== Supplied material

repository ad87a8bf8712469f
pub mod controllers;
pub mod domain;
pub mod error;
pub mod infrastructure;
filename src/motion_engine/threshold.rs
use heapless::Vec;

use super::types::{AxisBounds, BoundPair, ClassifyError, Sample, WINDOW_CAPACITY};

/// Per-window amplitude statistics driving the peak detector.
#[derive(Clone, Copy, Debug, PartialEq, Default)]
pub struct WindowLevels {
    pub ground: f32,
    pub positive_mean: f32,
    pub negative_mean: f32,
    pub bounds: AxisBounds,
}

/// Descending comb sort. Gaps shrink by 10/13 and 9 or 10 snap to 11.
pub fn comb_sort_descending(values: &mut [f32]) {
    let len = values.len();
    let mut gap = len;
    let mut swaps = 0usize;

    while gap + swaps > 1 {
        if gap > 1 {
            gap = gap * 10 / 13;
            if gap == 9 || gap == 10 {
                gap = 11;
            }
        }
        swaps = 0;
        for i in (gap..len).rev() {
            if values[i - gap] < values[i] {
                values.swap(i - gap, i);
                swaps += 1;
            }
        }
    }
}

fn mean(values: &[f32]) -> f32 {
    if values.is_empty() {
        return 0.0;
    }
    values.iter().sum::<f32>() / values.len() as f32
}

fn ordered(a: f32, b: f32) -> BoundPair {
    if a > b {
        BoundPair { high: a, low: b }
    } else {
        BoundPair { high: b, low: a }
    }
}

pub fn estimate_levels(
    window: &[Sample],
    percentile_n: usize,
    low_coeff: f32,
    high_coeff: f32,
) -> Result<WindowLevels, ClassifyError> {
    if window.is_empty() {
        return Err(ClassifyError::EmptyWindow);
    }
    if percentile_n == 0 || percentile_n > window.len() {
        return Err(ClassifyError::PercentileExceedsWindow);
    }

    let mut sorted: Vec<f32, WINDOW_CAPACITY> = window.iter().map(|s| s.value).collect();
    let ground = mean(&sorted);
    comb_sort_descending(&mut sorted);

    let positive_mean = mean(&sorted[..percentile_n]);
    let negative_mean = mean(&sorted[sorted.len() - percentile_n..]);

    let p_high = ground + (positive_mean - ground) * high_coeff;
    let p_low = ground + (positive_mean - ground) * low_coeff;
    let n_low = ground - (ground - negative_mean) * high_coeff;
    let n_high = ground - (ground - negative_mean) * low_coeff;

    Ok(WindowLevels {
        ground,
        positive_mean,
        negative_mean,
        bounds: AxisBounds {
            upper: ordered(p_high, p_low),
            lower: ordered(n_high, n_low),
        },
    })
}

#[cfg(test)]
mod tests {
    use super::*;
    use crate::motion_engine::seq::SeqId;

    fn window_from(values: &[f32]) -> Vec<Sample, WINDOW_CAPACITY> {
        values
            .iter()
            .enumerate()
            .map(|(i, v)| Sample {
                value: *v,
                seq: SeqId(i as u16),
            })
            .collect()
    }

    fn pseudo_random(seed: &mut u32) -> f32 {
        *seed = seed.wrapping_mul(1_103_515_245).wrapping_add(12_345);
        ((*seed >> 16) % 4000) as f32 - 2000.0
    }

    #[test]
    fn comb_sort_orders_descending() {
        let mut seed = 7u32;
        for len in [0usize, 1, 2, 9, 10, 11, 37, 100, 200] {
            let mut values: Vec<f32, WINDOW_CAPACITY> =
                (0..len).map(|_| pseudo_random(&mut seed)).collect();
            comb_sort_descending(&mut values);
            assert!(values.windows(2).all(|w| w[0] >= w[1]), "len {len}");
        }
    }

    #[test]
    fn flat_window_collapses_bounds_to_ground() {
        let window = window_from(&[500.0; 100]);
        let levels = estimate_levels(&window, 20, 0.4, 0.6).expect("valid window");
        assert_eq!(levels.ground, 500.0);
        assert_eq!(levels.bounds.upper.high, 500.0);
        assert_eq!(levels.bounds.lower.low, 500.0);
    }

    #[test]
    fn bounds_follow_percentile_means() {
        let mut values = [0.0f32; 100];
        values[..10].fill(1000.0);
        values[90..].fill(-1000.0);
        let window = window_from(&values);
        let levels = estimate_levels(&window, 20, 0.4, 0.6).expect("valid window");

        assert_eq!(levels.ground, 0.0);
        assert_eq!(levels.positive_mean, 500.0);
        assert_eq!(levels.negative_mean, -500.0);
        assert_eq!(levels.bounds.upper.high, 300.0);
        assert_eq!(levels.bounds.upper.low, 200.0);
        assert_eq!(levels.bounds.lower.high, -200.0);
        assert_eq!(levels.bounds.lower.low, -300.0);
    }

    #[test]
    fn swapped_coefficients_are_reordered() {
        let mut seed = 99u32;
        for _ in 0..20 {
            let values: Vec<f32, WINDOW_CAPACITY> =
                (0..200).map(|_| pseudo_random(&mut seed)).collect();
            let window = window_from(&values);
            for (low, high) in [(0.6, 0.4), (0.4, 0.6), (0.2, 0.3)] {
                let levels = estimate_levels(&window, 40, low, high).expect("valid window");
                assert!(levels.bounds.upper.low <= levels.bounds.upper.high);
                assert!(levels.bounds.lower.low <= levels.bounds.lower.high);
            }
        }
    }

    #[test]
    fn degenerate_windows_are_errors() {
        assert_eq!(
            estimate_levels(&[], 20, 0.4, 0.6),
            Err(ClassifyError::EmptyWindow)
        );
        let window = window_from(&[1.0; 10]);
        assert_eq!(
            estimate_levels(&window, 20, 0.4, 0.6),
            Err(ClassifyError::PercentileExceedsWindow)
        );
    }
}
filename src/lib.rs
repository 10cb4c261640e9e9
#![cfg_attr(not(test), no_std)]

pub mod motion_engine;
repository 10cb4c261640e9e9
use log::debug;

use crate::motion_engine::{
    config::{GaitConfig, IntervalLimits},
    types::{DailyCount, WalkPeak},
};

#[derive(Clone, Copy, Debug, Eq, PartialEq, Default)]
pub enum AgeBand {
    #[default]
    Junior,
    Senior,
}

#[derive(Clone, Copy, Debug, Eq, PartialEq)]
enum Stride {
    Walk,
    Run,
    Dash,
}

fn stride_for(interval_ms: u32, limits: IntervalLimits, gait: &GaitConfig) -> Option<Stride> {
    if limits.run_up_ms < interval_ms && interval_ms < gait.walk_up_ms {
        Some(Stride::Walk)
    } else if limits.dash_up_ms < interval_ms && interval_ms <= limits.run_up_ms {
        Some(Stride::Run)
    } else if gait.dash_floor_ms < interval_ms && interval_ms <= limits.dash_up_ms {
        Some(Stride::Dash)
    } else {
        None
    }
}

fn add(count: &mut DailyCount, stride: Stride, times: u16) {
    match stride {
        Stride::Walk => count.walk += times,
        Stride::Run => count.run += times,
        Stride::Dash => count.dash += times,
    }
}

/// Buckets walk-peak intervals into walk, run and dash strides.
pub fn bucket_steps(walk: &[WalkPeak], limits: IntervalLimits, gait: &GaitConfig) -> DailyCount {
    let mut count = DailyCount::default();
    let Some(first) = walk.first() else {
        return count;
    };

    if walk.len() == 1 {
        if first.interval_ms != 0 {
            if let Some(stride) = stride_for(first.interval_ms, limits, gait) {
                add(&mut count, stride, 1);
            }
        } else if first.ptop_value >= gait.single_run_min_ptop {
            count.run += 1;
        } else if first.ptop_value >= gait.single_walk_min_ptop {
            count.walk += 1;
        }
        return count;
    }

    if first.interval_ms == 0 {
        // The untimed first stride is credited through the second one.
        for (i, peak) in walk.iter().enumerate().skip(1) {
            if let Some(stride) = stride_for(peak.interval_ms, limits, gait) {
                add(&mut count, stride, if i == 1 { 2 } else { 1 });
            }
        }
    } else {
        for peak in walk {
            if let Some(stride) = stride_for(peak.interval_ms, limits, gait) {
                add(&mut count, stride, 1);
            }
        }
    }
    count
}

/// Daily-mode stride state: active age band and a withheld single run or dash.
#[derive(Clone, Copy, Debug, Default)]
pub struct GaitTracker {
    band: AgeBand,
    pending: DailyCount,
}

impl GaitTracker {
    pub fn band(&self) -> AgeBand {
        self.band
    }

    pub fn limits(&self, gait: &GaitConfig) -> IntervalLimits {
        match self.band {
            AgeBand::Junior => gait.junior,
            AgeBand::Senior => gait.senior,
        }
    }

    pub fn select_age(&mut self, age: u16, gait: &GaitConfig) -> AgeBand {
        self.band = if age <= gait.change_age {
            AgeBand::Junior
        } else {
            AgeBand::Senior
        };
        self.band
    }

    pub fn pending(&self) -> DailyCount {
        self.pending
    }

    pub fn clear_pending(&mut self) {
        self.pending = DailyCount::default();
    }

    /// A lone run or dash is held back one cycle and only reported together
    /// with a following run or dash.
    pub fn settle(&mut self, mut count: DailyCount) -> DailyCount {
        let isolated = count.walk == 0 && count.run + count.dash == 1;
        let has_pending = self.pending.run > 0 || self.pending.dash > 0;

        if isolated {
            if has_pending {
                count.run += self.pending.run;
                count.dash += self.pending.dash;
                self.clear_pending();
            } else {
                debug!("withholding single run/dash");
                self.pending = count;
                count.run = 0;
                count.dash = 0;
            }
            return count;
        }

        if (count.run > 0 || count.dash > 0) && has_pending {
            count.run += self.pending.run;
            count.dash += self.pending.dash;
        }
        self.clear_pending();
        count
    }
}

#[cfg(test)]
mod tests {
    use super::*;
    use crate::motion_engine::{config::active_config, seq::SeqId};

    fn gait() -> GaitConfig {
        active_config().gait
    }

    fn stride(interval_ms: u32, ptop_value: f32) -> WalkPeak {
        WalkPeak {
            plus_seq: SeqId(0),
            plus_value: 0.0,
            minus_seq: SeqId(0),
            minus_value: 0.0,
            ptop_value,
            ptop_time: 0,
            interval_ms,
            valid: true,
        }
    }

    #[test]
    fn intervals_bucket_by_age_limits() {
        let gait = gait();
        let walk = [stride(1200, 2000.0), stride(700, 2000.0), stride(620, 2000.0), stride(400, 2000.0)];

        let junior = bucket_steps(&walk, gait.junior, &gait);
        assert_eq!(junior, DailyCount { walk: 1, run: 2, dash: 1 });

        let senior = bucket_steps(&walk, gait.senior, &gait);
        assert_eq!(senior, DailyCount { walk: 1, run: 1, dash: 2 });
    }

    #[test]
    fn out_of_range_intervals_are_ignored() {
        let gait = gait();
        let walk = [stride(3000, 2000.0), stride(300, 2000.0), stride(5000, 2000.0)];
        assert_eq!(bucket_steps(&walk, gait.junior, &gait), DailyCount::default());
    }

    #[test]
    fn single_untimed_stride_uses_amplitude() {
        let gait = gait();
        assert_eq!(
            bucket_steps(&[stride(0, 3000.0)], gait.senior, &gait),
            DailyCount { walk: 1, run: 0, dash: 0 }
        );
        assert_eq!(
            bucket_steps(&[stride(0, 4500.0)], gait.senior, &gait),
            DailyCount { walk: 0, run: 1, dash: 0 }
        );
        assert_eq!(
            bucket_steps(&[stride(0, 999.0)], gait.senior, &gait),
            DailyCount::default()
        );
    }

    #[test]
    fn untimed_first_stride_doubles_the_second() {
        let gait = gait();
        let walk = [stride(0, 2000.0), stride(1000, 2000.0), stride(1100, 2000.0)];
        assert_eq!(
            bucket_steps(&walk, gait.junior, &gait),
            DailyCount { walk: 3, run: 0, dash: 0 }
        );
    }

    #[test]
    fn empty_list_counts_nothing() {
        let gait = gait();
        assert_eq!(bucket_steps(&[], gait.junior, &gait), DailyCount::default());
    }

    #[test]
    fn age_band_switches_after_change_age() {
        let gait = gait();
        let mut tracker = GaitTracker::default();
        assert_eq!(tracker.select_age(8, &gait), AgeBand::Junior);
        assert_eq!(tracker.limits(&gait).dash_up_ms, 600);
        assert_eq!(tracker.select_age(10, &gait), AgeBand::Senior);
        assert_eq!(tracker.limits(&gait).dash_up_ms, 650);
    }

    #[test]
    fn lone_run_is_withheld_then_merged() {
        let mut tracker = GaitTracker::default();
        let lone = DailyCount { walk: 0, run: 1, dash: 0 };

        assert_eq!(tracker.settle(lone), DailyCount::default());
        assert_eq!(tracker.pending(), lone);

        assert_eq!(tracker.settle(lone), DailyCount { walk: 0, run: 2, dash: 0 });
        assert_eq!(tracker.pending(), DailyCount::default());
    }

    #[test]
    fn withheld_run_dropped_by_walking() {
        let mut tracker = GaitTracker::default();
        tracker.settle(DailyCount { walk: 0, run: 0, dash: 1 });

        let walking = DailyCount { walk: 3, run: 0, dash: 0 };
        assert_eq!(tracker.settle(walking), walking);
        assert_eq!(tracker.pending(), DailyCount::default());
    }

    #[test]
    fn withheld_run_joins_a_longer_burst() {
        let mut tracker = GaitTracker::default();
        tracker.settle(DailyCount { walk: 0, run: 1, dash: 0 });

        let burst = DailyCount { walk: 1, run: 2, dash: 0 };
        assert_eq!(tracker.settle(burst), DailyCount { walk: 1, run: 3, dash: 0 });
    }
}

====
== Supplied material

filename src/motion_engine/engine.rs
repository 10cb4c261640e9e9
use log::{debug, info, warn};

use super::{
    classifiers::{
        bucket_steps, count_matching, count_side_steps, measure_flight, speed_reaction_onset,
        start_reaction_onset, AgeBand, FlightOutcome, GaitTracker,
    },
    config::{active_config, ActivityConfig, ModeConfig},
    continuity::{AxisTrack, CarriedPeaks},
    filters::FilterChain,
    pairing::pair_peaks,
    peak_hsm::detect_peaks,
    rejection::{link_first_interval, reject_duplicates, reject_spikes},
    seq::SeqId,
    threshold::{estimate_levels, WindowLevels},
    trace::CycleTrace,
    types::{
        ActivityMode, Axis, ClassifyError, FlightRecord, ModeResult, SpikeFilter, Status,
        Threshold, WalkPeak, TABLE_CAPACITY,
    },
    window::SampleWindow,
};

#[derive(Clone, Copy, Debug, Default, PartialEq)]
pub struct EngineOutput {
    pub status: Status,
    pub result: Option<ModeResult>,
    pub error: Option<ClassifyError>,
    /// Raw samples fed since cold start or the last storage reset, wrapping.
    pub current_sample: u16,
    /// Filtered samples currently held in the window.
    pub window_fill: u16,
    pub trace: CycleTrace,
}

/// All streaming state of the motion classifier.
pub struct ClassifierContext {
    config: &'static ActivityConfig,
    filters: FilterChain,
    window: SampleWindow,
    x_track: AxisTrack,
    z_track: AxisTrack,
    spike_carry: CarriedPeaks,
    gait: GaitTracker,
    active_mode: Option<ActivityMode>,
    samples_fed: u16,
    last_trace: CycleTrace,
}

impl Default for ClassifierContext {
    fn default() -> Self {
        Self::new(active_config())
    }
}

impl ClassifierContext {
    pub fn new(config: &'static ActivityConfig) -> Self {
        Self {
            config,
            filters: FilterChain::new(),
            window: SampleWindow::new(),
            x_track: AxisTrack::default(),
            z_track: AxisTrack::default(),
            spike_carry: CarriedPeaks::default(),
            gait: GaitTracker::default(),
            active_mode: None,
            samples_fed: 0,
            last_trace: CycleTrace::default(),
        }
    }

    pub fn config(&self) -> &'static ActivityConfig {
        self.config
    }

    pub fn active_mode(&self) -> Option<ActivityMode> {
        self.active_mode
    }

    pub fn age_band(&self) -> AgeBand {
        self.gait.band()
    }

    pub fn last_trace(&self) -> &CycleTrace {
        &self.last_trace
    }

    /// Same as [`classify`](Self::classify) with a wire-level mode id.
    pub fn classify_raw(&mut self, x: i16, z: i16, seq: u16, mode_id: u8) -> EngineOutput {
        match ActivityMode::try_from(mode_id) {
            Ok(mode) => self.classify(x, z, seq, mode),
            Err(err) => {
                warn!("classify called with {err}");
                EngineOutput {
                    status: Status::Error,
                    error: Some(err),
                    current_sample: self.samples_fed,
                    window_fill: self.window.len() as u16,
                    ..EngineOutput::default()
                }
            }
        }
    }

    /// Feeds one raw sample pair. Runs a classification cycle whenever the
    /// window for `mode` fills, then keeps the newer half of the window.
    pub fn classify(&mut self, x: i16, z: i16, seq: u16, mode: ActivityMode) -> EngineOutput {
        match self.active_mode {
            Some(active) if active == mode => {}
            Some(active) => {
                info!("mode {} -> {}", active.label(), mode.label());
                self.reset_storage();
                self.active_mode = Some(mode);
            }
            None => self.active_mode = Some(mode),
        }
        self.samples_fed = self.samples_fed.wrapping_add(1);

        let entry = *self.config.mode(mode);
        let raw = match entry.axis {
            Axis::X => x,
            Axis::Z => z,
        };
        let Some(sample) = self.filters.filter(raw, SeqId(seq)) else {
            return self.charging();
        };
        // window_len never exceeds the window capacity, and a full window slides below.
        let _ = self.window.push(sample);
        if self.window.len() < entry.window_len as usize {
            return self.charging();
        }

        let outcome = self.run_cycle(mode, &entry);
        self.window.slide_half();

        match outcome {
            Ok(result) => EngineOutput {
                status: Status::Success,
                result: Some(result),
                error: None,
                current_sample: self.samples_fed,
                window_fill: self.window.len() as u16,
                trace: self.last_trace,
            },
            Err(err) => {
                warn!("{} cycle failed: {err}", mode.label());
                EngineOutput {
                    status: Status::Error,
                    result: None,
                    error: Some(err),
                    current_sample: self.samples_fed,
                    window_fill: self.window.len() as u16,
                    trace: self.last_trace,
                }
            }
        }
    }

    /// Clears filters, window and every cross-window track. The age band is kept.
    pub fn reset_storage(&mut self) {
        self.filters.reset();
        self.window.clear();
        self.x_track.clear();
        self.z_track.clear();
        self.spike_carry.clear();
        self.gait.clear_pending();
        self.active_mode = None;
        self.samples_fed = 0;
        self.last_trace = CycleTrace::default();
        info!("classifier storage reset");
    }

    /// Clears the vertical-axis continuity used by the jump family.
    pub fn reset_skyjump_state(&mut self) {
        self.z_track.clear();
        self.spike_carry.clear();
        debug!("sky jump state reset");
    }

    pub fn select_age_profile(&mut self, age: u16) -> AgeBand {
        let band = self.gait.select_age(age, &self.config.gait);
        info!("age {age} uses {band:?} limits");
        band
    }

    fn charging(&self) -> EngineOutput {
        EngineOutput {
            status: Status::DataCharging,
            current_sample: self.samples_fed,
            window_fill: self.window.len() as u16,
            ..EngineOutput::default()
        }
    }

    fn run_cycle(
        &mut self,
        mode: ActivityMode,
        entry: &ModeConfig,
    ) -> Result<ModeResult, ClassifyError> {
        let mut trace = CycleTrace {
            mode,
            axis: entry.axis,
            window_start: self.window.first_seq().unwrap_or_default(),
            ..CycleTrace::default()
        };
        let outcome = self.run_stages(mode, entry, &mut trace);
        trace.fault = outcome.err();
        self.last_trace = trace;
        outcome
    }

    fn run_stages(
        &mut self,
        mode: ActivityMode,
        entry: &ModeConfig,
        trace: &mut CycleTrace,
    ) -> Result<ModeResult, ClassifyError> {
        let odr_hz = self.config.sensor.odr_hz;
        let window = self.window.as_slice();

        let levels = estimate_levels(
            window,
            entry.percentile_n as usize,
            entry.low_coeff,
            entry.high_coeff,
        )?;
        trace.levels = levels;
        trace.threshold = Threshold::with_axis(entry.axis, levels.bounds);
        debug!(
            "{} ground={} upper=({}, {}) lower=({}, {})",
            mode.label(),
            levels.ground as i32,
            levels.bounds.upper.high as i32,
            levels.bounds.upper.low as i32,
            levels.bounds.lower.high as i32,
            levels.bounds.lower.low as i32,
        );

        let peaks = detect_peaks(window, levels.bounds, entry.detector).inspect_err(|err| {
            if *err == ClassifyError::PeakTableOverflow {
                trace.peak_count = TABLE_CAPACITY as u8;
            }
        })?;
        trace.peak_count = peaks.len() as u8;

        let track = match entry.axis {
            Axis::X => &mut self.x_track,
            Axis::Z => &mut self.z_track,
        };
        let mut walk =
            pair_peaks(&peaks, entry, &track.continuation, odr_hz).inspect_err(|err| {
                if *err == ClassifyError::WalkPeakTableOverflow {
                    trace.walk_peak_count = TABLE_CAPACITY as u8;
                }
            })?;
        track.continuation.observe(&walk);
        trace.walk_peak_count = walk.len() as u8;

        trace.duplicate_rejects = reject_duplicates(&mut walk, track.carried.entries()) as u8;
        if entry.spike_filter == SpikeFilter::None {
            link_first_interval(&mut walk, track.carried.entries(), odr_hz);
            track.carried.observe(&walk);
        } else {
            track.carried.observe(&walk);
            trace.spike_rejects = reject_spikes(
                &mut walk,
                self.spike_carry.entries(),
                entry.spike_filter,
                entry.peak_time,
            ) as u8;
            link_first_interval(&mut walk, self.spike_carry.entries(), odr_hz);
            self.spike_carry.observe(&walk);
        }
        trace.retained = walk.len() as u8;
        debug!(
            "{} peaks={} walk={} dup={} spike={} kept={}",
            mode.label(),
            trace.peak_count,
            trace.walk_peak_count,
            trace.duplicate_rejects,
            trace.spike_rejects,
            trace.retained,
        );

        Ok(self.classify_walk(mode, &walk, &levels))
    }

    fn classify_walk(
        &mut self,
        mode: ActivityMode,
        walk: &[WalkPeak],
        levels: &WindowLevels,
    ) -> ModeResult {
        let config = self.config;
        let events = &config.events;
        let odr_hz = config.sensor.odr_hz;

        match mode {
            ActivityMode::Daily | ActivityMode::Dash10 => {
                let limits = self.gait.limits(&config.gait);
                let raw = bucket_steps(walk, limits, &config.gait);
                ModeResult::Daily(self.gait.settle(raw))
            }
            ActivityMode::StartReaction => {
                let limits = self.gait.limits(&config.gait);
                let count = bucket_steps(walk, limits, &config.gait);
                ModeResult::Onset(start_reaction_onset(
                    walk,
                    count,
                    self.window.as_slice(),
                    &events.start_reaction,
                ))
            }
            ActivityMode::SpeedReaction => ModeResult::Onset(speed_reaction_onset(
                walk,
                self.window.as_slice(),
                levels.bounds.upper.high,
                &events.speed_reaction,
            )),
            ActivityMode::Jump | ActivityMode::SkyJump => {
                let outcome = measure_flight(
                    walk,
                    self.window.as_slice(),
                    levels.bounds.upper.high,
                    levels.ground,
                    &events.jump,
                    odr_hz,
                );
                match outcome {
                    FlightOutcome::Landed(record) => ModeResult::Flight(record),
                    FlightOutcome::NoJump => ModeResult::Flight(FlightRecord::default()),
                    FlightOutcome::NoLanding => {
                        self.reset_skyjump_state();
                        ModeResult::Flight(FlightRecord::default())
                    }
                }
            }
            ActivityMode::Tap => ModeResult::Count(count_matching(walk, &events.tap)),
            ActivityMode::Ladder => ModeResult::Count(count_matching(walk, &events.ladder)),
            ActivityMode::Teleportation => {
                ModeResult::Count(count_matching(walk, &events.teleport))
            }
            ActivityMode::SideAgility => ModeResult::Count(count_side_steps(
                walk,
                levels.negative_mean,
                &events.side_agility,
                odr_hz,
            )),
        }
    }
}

====

> **Prompt**: When a line in the records contains the string "CarriedPeaks", it counts; state how many lines count, with no other words.

> **Task answer**: 3